> _Records_:
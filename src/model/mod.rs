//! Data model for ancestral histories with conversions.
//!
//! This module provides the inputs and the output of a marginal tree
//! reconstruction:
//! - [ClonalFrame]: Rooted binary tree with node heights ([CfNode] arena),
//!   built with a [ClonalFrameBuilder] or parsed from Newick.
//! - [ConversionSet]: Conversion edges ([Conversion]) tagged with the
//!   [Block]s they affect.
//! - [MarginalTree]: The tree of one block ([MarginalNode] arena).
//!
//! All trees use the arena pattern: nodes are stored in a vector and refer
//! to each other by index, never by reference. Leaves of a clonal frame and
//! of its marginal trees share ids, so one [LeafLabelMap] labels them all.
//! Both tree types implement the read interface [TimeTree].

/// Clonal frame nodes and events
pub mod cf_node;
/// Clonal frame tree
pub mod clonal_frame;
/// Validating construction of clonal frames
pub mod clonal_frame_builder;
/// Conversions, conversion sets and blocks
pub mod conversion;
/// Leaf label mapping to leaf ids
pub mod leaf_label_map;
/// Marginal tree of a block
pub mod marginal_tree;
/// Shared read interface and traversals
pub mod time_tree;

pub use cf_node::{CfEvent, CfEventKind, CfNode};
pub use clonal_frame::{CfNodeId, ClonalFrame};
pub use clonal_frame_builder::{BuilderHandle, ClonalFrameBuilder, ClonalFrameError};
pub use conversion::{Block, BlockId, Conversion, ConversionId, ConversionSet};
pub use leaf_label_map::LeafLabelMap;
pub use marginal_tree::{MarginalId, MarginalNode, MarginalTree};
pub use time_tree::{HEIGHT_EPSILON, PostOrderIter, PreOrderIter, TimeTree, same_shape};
...
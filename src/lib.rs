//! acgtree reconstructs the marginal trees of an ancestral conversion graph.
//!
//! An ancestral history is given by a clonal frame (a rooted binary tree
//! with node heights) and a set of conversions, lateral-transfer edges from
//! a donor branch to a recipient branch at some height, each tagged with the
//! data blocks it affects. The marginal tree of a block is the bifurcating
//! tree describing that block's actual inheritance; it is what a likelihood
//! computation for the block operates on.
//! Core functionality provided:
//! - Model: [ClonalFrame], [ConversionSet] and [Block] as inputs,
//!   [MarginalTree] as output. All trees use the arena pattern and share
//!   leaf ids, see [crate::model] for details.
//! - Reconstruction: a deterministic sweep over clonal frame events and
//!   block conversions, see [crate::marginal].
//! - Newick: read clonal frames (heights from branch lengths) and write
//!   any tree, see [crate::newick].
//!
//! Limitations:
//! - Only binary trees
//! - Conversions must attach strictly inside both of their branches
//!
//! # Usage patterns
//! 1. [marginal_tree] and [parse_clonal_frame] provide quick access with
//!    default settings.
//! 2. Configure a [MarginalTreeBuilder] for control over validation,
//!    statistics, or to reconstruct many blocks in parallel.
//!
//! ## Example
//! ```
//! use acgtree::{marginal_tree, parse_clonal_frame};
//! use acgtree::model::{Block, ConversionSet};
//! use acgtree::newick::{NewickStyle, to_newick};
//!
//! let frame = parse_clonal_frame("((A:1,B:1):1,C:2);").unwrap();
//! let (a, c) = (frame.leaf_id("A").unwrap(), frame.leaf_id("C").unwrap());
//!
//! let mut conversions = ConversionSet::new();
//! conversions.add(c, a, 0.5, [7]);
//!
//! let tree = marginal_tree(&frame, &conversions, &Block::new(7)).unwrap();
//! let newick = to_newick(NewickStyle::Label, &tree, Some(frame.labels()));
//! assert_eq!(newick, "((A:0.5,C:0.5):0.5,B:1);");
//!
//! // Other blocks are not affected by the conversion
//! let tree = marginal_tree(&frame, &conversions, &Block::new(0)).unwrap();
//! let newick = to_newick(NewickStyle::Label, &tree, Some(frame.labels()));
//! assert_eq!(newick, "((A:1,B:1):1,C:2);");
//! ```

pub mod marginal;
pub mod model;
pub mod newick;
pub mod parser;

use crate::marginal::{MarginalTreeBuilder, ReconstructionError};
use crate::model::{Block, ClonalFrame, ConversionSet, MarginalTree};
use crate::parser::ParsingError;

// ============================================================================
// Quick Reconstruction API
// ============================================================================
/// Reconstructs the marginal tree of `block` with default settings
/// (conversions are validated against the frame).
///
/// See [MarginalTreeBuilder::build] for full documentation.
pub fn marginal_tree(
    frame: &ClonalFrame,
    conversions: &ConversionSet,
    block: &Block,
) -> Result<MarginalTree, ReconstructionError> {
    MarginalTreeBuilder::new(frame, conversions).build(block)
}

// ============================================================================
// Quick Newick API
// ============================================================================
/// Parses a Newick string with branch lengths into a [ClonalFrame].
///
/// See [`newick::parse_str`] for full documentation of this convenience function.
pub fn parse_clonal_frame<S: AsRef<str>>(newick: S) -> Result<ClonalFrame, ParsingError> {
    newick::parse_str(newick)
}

> _Instructions to follow_:
Look over the listing above and copy each line that contains "ancestral".

> _Task result_:
//! Data model for ancestral histories with conversions.
//! acgtree reconstructs the marginal trees of an ancestral conversion graph.
//! An ancestral history is given by a clonal frame (a rooted binary tree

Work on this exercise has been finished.